Input material:
------------

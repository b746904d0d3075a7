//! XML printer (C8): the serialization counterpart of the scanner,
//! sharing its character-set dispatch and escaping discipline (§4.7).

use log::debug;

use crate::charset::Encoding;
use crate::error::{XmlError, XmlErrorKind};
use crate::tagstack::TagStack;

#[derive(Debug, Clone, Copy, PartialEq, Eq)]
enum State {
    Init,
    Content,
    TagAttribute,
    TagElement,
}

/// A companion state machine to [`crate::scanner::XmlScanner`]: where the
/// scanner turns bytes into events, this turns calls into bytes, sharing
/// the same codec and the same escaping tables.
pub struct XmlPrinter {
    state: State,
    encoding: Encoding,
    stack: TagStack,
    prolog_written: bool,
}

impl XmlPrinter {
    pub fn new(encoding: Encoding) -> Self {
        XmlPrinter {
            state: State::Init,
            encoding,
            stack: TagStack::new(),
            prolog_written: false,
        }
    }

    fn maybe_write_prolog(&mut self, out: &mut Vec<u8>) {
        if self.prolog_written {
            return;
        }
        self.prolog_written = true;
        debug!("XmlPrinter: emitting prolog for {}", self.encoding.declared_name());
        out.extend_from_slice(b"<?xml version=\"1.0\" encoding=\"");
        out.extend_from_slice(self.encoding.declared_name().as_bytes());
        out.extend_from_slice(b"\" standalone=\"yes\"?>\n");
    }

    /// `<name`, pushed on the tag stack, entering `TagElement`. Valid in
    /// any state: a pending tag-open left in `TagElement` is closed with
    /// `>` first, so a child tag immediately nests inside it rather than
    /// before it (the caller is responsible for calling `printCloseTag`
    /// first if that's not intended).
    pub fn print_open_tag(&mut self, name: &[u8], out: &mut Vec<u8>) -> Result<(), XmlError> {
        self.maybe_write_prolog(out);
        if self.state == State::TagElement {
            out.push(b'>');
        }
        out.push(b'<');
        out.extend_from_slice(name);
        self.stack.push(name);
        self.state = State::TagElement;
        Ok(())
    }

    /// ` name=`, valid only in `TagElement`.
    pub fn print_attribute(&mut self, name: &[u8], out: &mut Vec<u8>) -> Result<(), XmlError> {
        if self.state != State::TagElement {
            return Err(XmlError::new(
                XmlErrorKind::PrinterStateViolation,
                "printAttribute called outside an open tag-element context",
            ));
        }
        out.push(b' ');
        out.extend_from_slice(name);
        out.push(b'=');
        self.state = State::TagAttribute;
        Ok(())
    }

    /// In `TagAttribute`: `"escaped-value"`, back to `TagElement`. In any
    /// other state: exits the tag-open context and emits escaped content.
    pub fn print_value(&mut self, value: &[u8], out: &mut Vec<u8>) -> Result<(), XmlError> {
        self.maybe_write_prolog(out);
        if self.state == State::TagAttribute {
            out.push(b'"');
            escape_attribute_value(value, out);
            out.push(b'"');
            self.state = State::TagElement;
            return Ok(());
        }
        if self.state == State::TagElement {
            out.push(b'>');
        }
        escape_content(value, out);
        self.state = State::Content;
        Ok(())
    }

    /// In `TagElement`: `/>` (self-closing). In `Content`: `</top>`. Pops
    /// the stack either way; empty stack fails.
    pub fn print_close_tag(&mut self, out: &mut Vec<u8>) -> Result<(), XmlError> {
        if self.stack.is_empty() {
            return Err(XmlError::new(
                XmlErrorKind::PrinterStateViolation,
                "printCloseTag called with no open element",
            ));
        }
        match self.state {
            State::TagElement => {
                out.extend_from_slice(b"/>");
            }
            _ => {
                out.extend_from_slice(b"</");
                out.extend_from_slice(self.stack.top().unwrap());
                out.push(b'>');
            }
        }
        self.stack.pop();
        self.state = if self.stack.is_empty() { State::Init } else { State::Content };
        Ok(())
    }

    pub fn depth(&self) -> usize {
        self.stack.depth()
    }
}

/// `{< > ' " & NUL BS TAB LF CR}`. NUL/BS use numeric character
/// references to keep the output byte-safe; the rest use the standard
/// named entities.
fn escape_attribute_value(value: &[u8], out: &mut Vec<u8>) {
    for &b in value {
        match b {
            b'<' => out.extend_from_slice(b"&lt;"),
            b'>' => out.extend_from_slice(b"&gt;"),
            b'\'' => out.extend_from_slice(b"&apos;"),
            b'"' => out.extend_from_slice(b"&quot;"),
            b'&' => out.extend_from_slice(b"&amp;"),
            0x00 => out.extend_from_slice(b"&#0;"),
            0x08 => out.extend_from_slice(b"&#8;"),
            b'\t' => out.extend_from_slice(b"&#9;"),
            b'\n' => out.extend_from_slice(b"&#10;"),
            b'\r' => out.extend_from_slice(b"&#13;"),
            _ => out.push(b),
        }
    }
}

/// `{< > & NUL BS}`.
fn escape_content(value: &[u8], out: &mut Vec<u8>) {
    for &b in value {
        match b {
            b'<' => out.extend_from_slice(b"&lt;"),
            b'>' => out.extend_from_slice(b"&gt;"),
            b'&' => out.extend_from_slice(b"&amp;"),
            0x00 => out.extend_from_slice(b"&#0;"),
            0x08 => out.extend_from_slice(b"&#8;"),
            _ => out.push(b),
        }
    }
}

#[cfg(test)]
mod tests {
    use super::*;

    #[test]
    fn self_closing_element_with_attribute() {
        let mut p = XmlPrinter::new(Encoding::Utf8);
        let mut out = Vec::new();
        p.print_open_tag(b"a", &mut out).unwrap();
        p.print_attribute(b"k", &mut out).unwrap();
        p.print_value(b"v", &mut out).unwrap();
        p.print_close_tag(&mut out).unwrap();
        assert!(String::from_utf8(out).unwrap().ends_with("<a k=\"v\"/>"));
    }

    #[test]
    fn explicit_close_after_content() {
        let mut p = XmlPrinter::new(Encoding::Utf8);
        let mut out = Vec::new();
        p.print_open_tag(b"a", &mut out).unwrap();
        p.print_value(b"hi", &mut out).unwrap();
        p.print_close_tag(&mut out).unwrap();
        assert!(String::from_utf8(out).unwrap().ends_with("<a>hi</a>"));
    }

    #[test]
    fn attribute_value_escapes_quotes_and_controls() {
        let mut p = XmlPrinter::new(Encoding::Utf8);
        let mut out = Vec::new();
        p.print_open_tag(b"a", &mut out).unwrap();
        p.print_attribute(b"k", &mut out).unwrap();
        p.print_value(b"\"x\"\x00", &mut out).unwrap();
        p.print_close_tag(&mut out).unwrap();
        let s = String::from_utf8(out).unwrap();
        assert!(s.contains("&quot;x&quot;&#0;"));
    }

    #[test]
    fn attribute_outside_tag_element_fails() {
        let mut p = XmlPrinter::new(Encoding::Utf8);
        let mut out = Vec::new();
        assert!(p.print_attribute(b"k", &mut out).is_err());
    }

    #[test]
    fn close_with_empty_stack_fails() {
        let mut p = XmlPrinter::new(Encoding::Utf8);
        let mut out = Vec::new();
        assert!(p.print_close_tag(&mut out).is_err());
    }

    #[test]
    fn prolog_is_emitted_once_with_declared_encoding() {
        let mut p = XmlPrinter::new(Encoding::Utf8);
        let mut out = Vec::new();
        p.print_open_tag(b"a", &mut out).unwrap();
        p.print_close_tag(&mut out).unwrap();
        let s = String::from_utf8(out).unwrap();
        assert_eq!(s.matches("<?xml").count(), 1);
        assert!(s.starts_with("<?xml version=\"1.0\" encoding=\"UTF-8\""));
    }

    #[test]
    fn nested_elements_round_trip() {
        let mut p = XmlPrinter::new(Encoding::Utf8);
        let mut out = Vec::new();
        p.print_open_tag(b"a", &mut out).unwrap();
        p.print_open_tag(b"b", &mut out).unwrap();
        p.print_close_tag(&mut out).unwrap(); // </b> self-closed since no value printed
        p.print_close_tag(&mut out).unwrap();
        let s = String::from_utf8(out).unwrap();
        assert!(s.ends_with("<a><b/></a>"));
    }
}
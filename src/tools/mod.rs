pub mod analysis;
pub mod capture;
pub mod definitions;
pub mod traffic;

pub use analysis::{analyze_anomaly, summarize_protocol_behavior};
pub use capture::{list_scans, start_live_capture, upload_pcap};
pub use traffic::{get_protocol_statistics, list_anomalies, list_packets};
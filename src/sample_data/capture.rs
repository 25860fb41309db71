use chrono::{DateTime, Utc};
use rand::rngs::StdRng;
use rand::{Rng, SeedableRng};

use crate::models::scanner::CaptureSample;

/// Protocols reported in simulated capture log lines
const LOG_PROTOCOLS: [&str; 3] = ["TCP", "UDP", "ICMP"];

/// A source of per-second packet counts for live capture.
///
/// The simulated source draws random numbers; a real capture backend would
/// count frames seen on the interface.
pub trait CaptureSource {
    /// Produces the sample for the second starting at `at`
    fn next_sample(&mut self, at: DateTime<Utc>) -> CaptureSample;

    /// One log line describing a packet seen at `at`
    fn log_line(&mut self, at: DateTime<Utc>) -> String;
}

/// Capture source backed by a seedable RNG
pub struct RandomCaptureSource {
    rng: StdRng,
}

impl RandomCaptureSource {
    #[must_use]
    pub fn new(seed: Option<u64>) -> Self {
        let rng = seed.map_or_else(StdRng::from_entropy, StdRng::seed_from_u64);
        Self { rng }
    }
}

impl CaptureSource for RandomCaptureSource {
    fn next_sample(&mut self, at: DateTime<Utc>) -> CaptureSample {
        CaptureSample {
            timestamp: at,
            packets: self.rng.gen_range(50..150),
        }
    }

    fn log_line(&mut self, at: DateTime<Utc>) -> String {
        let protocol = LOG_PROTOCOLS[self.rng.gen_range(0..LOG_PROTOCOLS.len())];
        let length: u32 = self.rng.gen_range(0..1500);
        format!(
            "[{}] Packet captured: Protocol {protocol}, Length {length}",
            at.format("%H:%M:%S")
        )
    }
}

------------

Show the lines above that include "StdRng".

Answer:
use rand::rngs::StdRng;
    rng: StdRng,
        let rng = seed.map_or_else(StdRng::from_entropy, StdRng::seed_from_u64);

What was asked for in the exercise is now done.